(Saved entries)
◇ ◇ ◇ ◇ ◇ ◇ ◇

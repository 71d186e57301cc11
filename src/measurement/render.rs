//! Screen-space draw commands handed to the renderer

use crate::core::ScreenPoint;
use serde::{Deserialize, Serialize};

/// RGBA color, 8 bits per channel
#[derive(Debug, Clone, Copy, PartialEq, Eq, Serialize, Deserialize)]
pub struct Color {
    pub r: u8,
    pub g: u8,
    pub b: u8,
    pub a: u8,
}

impl Color {
    pub const WHITE: Color = Color::rgb(255, 255, 255);
    pub const YELLOW: Color = Color::rgb(255, 214, 10);
    pub const CYAN: Color = Color::rgb(0, 200, 255);
    pub const MAGENTA: Color = Color::rgb(230, 60, 200);

    pub const fn rgb(r: u8, g: u8, b: u8) -> Self {
        Self { r, g, b, a: 255 }
    }

    pub const fn with_alpha(self, a: u8) -> Self {
        Self { a, ..self }
    }
}

/// Styling for one family of overlay primitives
#[derive(Debug, Clone, Copy, PartialEq, Serialize, Deserialize)]
pub struct OverlayStyle {
    pub line_color: Color,
    pub point_color: Color,
    pub label_color: Color,
    pub line_width_px: f32,
    pub point_radius_px: f32,
}

/// Styles for completed, in-progress and calibration geometry
#[derive(Debug, Clone, Copy, PartialEq, Serialize, Deserialize)]
pub struct OverlayTheme {
    pub history: OverlayStyle,
    pub active: OverlayStyle,
    pub calibration: OverlayStyle,
}

impl Default for OverlayTheme {
    fn default() -> Self {
        Self {
            history: OverlayStyle {
                line_color: Color::WHITE,
                point_color: Color::WHITE,
                label_color: Color::WHITE,
                line_width_px: 6.0,
                point_radius_px: 10.0,
            },
            active: OverlayStyle {
                line_color: Color::YELLOW.with_alpha(200),
                point_color: Color::YELLOW,
                label_color: Color::YELLOW,
                line_width_px: 4.0,
                point_radius_px: 12.0,
            },
            calibration: OverlayStyle {
                line_color: Color::MAGENTA,
                point_color: Color::MAGENTA,
                label_color: Color::MAGENTA,
                line_width_px: 4.0,
                point_radius_px: 12.0,
            },
        }
    }
}

/// One primitive in pixel coordinates of the current viewport
#[derive(Debug, Clone, PartialEq, Serialize, Deserialize)]
#[serde(tag = "kind", rename_all = "snake_case")]
pub enum RenderCommand {
    Line {
        from: ScreenPoint,
        to: ScreenPoint,
        color: Color,
        width_px: f32,
    },
    Point {
        center: ScreenPoint,
        radius_px: f32,
        color: Color,
    },
    Label {
        at: ScreenPoint,
        text: String,
        color: Color,
    },
}

impl RenderCommand {
    pub fn point(center: ScreenPoint, style: &OverlayStyle) -> Self {
        RenderCommand::Point {
            center,
            radius_px: style.point_radius_px,
            color: style.point_color,
        }
    }

    pub fn line(from: ScreenPoint, to: ScreenPoint, style: &OverlayStyle) -> Self {
        RenderCommand::Line {
            from,
            to,
            color: style.line_color,
            width_px: style.line_width_px,
        }
    }

    pub fn label(at: ScreenPoint, text: String, style: &OverlayStyle) -> Self {
        RenderCommand::Label {
            at,
            text,
            color: style.label_color,
        }
    }
}

/// Line, two endpoint markers and a midpoint label
pub fn push_segment(
    out: &mut Vec<RenderCommand>,
    from: ScreenPoint,
    to: ScreenPoint,
    text: String,
    style: &OverlayStyle,
) {
    out.push(RenderCommand::line(from, to, style));
    out.push(RenderCommand::point(from, style));
    out.push(RenderCommand::point(to, style));
    out.push(RenderCommand::label(from.midpoint(&to), text, style));
}
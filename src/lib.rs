//! AR Ruler
//!
//! Spatial measurement engine for augmented-reality tape measures. Points
//! are placed on tracked surfaces under a screen-center crosshair, bound to
//! world anchors, and joined into measurements whose distances are
//! corrected by a user-calibrated scale. Every frame the engine re-projects
//! its anchors into screen-space draw commands for the host renderer.
//!
//! The AR runtime is abstracted behind [`session::TrackingFrame`] and
//! [`session::ArSession`]; [`session::MockSession`] and
//! [`session::MockFrame`] stand in for it in tests and scenario replay.

pub mod core;
pub mod session;
pub mod algorithms;
pub mod processing;
pub mod measurement;
pub mod api;
pub mod utils;
pub mod validation;

// Re-export commonly used types
pub use crate::core::{Pose, ScreenPoint, Viewport};
pub use session::{ArSession, HitResult, HitTarget, TrackingFrame, TrackingState};
pub use algorithms::{distance, CameraMatrices, Projector};
pub use processing::{Anchor, AnchorStore, HitProbe};
pub use measurement::{
    CalibrationSession, CalibrationStep, Measurement, MeasurementEngine, MeasurementHistory,
    MeasurementId, ReferenceObject, RenderCommand,
};
pub use api::{
    CommandOutcome, ConfirmOutcome, EngineCommand, EngineStatus, UnitFormatter, UnitSystem,
};
pub use utils::{ConfigurationManager, EngineConfig};
pub use validation::{EngineError, EngineResult};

◇ ◇ ◇ ◇ ◇ ◇ ◇

**Exercise brief**
The records must be given again in full, exactly as shown.

**Exercise solution**
repository 71d186e57301cc11
filename src/measurement/render.rs
//! Screen-space draw commands handed to the renderer

use crate::core::ScreenPoint;
use serde::{Deserialize, Serialize};

/// RGBA color, 8 bits per channel
#[derive(Debug, Clone, Copy, PartialEq, Eq, Serialize, Deserialize)]
pub struct Color {
    pub r: u8,
    pub g: u8,
    pub b: u8,
    pub a: u8,
}

impl Color {
    pub const WHITE: Color = Color::rgb(255, 255, 255);
    pub const YELLOW: Color = Color::rgb(255, 214, 10);
    pub const CYAN: Color = Color::rgb(0, 200, 255);
    pub const MAGENTA: Color = Color::rgb(230, 60, 200);

    pub const fn rgb(r: u8, g: u8, b: u8) -> Self {
        Self { r, g, b, a: 255 }
    }

    pub const fn with_alpha(self, a: u8) -> Self {
        Self { a, ..self }
    }
}

/// Styling for one family of overlay primitives
#[derive(Debug, Clone, Copy, PartialEq, Serialize, Deserialize)]
pub struct OverlayStyle {
    pub line_color: Color,
    pub point_color: Color,
    pub label_color: Color,
    pub line_width_px: f32,
    pub point_radius_px: f32,
}

/// Styles for completed, in-progress and calibration geometry
#[derive(Debug, Clone, Copy, PartialEq, Serialize, Deserialize)]
pub struct OverlayTheme {
    pub history: OverlayStyle,
    pub active: OverlayStyle,
    pub calibration: OverlayStyle,
}

impl Default for OverlayTheme {
    fn default() -> Self {
        Self {
            history: OverlayStyle {
                line_color: Color::WHITE,
                point_color: Color::WHITE,
                label_color: Color::WHITE,
                line_width_px: 6.0,
                point_radius_px: 10.0,
            },
            active: OverlayStyle {
                line_color: Color::YELLOW.with_alpha(200),
                point_color: Color::YELLOW,
                label_color: Color::YELLOW,
                line_width_px: 4.0,
                point_radius_px: 12.0,
            },
            calibration: OverlayStyle {
                line_color: Color::MAGENTA,
                point_color: Color::MAGENTA,
                label_color: Color::MAGENTA,
                line_width_px: 4.0,
                point_radius_px: 12.0,
            },
        }
    }
}

/// One primitive in pixel coordinates of the current viewport
#[derive(Debug, Clone, PartialEq, Serialize, Deserialize)]
#[serde(tag = "kind", rename_all = "snake_case")]
pub enum RenderCommand {
    Line {
        from: ScreenPoint,
        to: ScreenPoint,
        color: Color,
        width_px: f32,
    },
    Point {
        center: ScreenPoint,
        radius_px: f32,
        color: Color,
    },
    Label {
        at: ScreenPoint,
        text: String,
        color: Color,
    },
}

impl RenderCommand {
    pub fn point(center: ScreenPoint, style: &OverlayStyle) -> Self {
        RenderCommand::Point {
            center,
            radius_px: style.point_radius_px,
            color: style.point_color,
        }
    }

    pub fn line(from: ScreenPoint, to: ScreenPoint, style: &OverlayStyle) -> Self {
        RenderCommand::Line {
            from,
            to,
            color: style.line_color,
            width_px: style.line_width_px,
        }
    }

    pub fn label(at: ScreenPoint, text: String, style: &OverlayStyle) -> Self {
        RenderCommand::Label {
            at,
            text,
            color: style.label_color,
        }
    }
}

/// Line, two endpoint markers and a midpoint label
pub fn push_segment(
    out: &mut Vec<RenderCommand>,
    from: ScreenPoint,
    to: ScreenPoint,
    text: String,
    style: &OverlayStyle,
) {
    out.push(RenderCommand::line(from, to, style));
    out.push(RenderCommand::point(from, style));
    out.push(RenderCommand::point(to, style));
    out.push(RenderCommand::label(from.midpoint(&to), text, style));
}
filename src/lib.rs
//! AR Ruler
//!
//! Spatial measurement engine for augmented-reality tape measures. Points
//! are placed on tracked surfaces under a screen-center crosshair, bound to
//! world anchors, and joined into measurements whose distances are
//! corrected by a user-calibrated scale. Every frame the engine re-projects
//! its anchors into screen-space draw commands for the host renderer.
//!
//! The AR runtime is abstracted behind [`session::TrackingFrame`] and
//! [`session::ArSession`]; [`session::MockSession`] and
//! [`session::MockFrame`] stand in for it in tests and scenario replay.

pub mod core;
pub mod session;
pub mod algorithms;
pub mod processing;
pub mod measurement;
pub mod api;
pub mod utils;
pub mod validation;

// Re-export commonly used types
pub use crate::core::{Pose, ScreenPoint, Viewport};
pub use session::{ArSession, HitResult, HitTarget, TrackingFrame, TrackingState};
pub use algorithms::{distance, CameraMatrices, Projector};
pub use processing::{Anchor, AnchorStore, HitProbe};
pub use measurement::{
    CalibrationSession, CalibrationStep, Measurement, MeasurementEngine, MeasurementHistory,
    MeasurementId, ReferenceObject, RenderCommand,
};
pub use api::{
    CommandOutcome, ConfirmOutcome, EngineCommand, EngineStatus, UnitFormatter, UnitSystem,
};
pub use utils::{ConfigurationManager, EngineConfig};
pub use validation::{EngineError, EngineResult};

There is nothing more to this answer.